Blankets, headphones and camomile tea; Jesus, my bed and me


Click here to listen to me read it


Discoveries of a chronically-fatigued Katy


So this blog is a bit different because I have a specific audience in mind, but please feel free to listen in. Much of the time I feel the things Jesus is drawing my attention to are helpful for all of us, and I want to share them out like handfuls of treasure for whoever wants to collect them. But this one is a little different. I sort of want to put a light here in a dark cave because when I came to that place myself I didn’t really know where I was. It took me a while but I did find lights there that people had left for me. The nature of chronic illness is that most of us are limited in ways that make it difficult to connect with each other. But it was in books and writing and messages from people who have gone before me that I was able to find some light to illuminate the new space I was in. Thank you to all who left lights for me.


And this is for you - you who have newly found that you have ‘the stucks’; you who are wrestling with it and of course, my forgetful self.

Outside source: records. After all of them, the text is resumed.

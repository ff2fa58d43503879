//! Source metadata probing via ffprobe.
//!
//! Probing is an external collaborator: a failure here means "metadata
//! unavailable" and never aborts an in-flight export. A watchdog kills
//! ffprobe if it produces no verdict within [`PROBE_TIMEOUT`].

use std::collections::HashMap;
use std::io::Read;
use std::path::{Path, PathBuf};
use std::process::{Command, Stdio};
use std::time::{Duration, Instant};

use serde_json::Value;
use thiserror::Error;

use crate::models::{MediaFile, MediaInfo};

/// How long a single probe may run before it is killed.
pub const PROBE_TIMEOUT: Duration = Duration::from_secs(30);

/// Errors that can occur while probing a source file.
#[derive(Error, Debug)]
pub enum ProbeError {
    #[error("file not found: {0}")]
    FileNotFound(PathBuf),

    #[error("failed to run {tool}: {message}")]
    ToolFailed { tool: String, message: String },

    #[error("{tool} exited with code {exit_code}: {message}")]
    CommandFailed {
        tool: String,
        exit_code: i32,
        message: String,
    },

    #[error("probe timed out after {0:?}")]
    TimedOut(Duration),

    #[error("no video stream found in {0}")]
    NoVideoStream(PathBuf),

    #[error("failed to parse probe output: {0}")]
    Parse(#[from] serde_json::Error),
}

/// Result type for probe operations.
pub type ProbeResult<T> = Result<T, ProbeError>;

/// Probe the first video stream of a media file.
pub fn probe_media_info(ffprobe: &Path, media: &Path) -> ProbeResult<MediaInfo> {
    if !media.exists() {
        return Err(ProbeError::FileNotFound(media.to_path_buf()));
    }

    tracing::debug!("probing {}", media.display());

    let mut child = Command::new(ffprobe)
        .args([
            "-v",
            "error",
            "-show_streams",
            "-select_streams",
            "v:0",
            "-show_format",
            "-of",
            "json",
        ])
        .arg(media)
        .stdout(Stdio::piped())
        .stderr(Stdio::piped())
        .spawn()
        .map_err(|e| ProbeError::ToolFailed {
            tool: "ffprobe".to_string(),
            message: e.to_string(),
        })?;

    let started = Instant::now();
    let status = loop {
        match child.try_wait() {
            Ok(Some(status)) => break status,
            Ok(None) => {
                if started.elapsed() > PROBE_TIMEOUT {
                    let _ = child.kill();
                    let _ = child.wait();
                    return Err(ProbeError::TimedOut(PROBE_TIMEOUT));
                }
                std::thread::sleep(Duration::from_millis(50));
            }
            Err(e) => {
                return Err(ProbeError::ToolFailed {
                    tool: "ffprobe".to_string(),
                    message: e.to_string(),
                })
            }
        }
    };

    let mut stdout = Vec::new();
    if let Some(mut pipe) = child.stdout.take() {
        let _ = pipe.read_to_end(&mut stdout);
    }

    if !status.success() {
        let mut stderr = String::new();
        if let Some(mut pipe) = child.stderr.take() {
            let _ = pipe.read_to_string(&mut stderr);
        }
        return Err(ProbeError::CommandFailed {
            tool: "ffprobe".to_string(),
            exit_code: status.code().unwrap_or(-1),
            message: stderr.trim().to_string(),
        });
    }

    let json: Value = serde_json::from_slice(&stdout)?;
    parse_media_json(&json, media)
}

/// Probe several sources concurrently, one worker per file.
///
/// Results are keyed by file id, so delivery order does not matter.
pub fn probe_sources(
    ffprobe: &Path,
    files: &[MediaFile],
) -> HashMap<String, ProbeResult<MediaInfo>> {
    std::thread::scope(|scope| {
        let handles: Vec<_> = files
            .iter()
            .map(|file| {
                let id = file.id.clone();
                let handle = scope.spawn(move || probe_media_info(ffprobe, &file.path));
                (id, handle)
            })
            .collect();

        handles
            .into_iter()
            .map(|(id, handle)| {
                let result = handle.join().unwrap_or_else(|_| {
                    Err(ProbeError::ToolFailed {
                        tool: "ffprobe".to_string(),
                        message: "probe worker panicked".to_string(),
                    })
                });
                (id, result)
            })
            .collect()
    })
}

/// Parse the JSON report from ffprobe into [`MediaInfo`].
fn parse_media_json(json: &Value, media: &Path) -> ProbeResult<MediaInfo> {
    let stream = json
        .get("streams")
        .and_then(|s| s.as_array())
        .and_then(|s| s.first())
        .ok_or_else(|| ProbeError::NoVideoStream(media.to_path_buf()))?;
    let format = json.get("format");

    let (fps_num, fps_den) = stream
        .get("r_frame_rate")
        .and_then(|r| r.as_str())
        .map(parse_rational)
        .unwrap_or((30, 1));

    let width = stream.get("width").and_then(|w| w.as_u64()).unwrap_or(0) as u32;
    let height = stream.get("height").and_then(|h| h.as_u64()).unwrap_or(0) as u32;

    // Prefer the stream duration, falling back to the container's.
    let duration = number_field(Some(stream), "duration")
        .or_else(|| number_field(format, "duration"))
        .unwrap_or(0.0);

    let codec = stream
        .get("codec_name")
        .and_then(|c| c.as_str())
        .unwrap_or("unknown")
        .to_string();
    let pix_fmt = stream
        .get("pix_fmt")
        .and_then(|p| p.as_str())
        .unwrap_or("unknown")
        .to_string();

    let bitrate = number_field(Some(stream), "bit_rate")
        .or_else(|| number_field(format, "bit_rate"))
        .map(|b| b as u64);

    Ok(MediaInfo {
        width,
        height,
        fps_num,
        fps_den,
        duration,
        codec,
        pix_fmt,
        bitrate,
    })
}

/// Read a numeric field that ffprobe reports as either a string or a number.
fn number_field(value: Option<&Value>, key: &str) -> Option<f64> {
    let field = value?.get(key)?;
    field
        .as_str()
        .and_then(|s| s.parse().ok())
        .or_else(|| field.as_f64())
}

/// Parse a frame-rate string like `30000/1001` or a bare `25` into a
/// numerator/denominator pair.
fn parse_rational(rate: &str) -> (u32, u32) {
    if let Some((num, den)) = rate.split_once('/') {
        if let (Ok(n), Ok(d)) = (num.parse(), den.parse()) {
            return (n, d);
        }
    }
    match rate.parse::<f64>() {
        Ok(value) if value > 0.0 => (value as u32, 1),
        _ => (30, 1),
    }
}

#[cfg(test)]
mod tests {
    use super::*;
    use serde_json::json;

    #[test]
    fn probe_rejects_missing_file() {
        let result = probe_media_info(Path::new("ffprobe"), Path::new("/nonexistent/clip.mp4"));
        assert!(matches!(result, Err(ProbeError::FileNotFound(_))));
    }

    #[test]
    fn parse_rational_forms() {
        assert_eq!(parse_rational("30000/1001"), (30000, 1001));
        assert_eq!(parse_rational("25"), (25, 1));
        assert_eq!(parse_rational("29.97"), (29, 1));
        assert_eq!(parse_rational("garbage"), (30, 1));
    }

    #[test]
    fn parses_full_stream_report() {
        let json = json!({
            "streams": [{
                "width": 1920,
                "height": 1080,
                "r_frame_rate": "24000/1001",
                "duration": "12.512000",
                "codec_name": "hevc",
                "pix_fmt": "yuv420p10le",
                "bit_rate": "8000000"
            }],
            "format": { "duration": "12.600000" }
        });
        let info = parse_media_json(&json, Path::new("clip.mkv")).unwrap();
        assert_eq!(info.width, 1920);
        assert_eq!(info.height, 1080);
        assert_eq!((info.fps_num, info.fps_den), (24000, 1001));
        assert!((info.duration - 12.512).abs() < 1e-9);
        assert_eq!(info.codec, "hevc");
        assert_eq!(info.bitrate, Some(8_000_000));
    }

    #[test]
    fn falls_back_to_container_fields() {
        let json = json!({
            "streams": [{
                "width": 640,
                "height": 360,
                "r_frame_rate": "30/1",
                "codec_name": "vp9"
            }],
            "format": { "duration": "4.5", "bit_rate": "500000" }
        });
        let info = parse_media_json(&json, Path::new("clip.webm")).unwrap();
        assert!((info.duration - 4.5).abs() < 1e-9);
        assert_eq!(info.bitrate, Some(500_000));
        assert_eq!(info.pix_fmt, "unknown");
    }

    #[test]
    fn empty_stream_list_is_a_probe_failure() {
        let json = json!({ "streams": [], "format": {} });
        let result = parse_media_json(&json, Path::new("audio.flac"));
        assert!(matches!(result, Err(ProbeError::NoVideoStream(_))));
    }

    #[test]
    fn probe_sources_keys_results_by_id() {
        let files = vec![
            MediaFile::new("/nonexistent/a.mp4"),
            MediaFile::new("/nonexistent/b.mp4"),
        ];
        let results = probe_sources(Path::new("ffprobe"), &files);
        assert_eq!(results.len(), 2);
        for file in &files {
            assert!(matches!(
                results.get(&file.id),
                Some(Err(ProbeError::FileNotFound(_)))
            ));
        }
    }
}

Firstly, I am so sorry. It is horrible. The descent is particularly tough if you don’t feel like you’ve reached the bottom yet. I have chronic fatigue. (I know, a proper diagnosis from a real doctor, and that took a loooong time!) Maybe you have something else, maybe you are as yet ‘unlabelled’. I cannot tell you what your experience will be or of the experiences of others. I can only tell my story and hope that it can provide a little light for your own.


The first few months of descending into this dark and secret place were so confusing. My body was suddenly not responding to sleep and coffee the way it should. There was no return from tiredness, each day only further adding to the previous days tiredness. My body was learning a new leaden weight and my thoughts were blurring together.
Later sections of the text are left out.